C'est un jeune officier de marine pétri d'idéaux révolutionnaires et progressistes qui avait été élu président, fin décembre 1975, en même temps qu'était adoptée la Constitution de la République démocratique de Madagascar. Aujourd'hui, "l'Amiral rouge ", comme la presse étrangère le désigne souvent, a gagné en sagesse, ou en fatalisme, ce qu'il a perdu en charisme, voire en convictions.
Il est vrai que sa "traversée du désert ", comme il dit, a été marquée aussi par des problèmes de santé, de vue notamment. Son état de santé exige de fréquents séjours dans les hôpitaux parisiens. Les temps ne sont donc plus au poing levé, aux slogans à l'emporte-pièce, comme "Madagascar qui ne s'agenouille pas ", mais à une explication plus paisible des réalités du pays. S'il admet ses "erreurs ", sans jamais les préciser, l'ancien de Saint-Michel, collège des Jésuites d'Antananarivo, le brillant élève de math sup et math spé du lycée Henri-IV à Paris, sorti de l'École navale avec la considération de ses supérieurs, ne reconnaît pas pour autant ses échecs.
La mentalité frondeuse des Malgaches, alliée aux aléas de la conjoncture économique mondiale, ne lui ont pas permis de faire mieux, explique-t-il. "Je souhaite bien du courage à mon successeur ", aime-t-il à dire.
Revenu du socialisme marxisant de ses débuts au profit d'un libéralisme sous surveillance et n'excluant pas la possibilité pour sa famille de faire des affaires, l'homme est un fin politique.

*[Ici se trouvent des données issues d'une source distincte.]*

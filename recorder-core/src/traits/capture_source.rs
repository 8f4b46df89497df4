use crate::models::error::RecorderError;
use crate::session::pipeline::FragmentSink;

/// Interface for an external media capture source.
///
/// The source produces timestamped fragments on its own schedule and hands
/// them to the `FragmentSink` it was started with. Arrival order through the
/// sink is the only ordering the pipeline trusts.
pub trait CaptureSource: Send + Sync {
    /// Begin producing fragments into `sink`.
    fn start(&self, sink: FragmentSink) -> Result<(), RecorderError>;

    /// Ask the source to end the stream.
    ///
    /// Sources typically emit one final fragment after stop, but some
    /// platforms never do. May deliver that fragment synchronously.
    fn stop(&self);

    /// Whether the underlying recorder has reported itself inactive.
    fn is_inactive(&self) -> bool;
}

Originaire de l'ethnie Betsimisaraka, sur la côte centre-est, il a su manoeuvrer au sein des 18 tribus à l'identité culturelle variée composant le pays, et préserver l'unité nationale, devoir sacré et primordial de tout chef d'État malgache aux yeux de ses compatriotes. L'homme est fatigué, souffrant, et ne quitte plus guère son palais présidentiel de Iavoloha, affaibli qu'il est aussi par la maladie de son épouse et les affaires politico-financières dans lesquelles sont fréquemment cités ses enfants et ses proches. Mais le président demande à ses compatriotes, aux jeunes en particulier, de lui renouveler leur confiance, "afin de poursuivre l'oeuvre de redressement économique vers un taux de croissance à deux chiffres ". Objectif toujours visé, mais jamais atteint.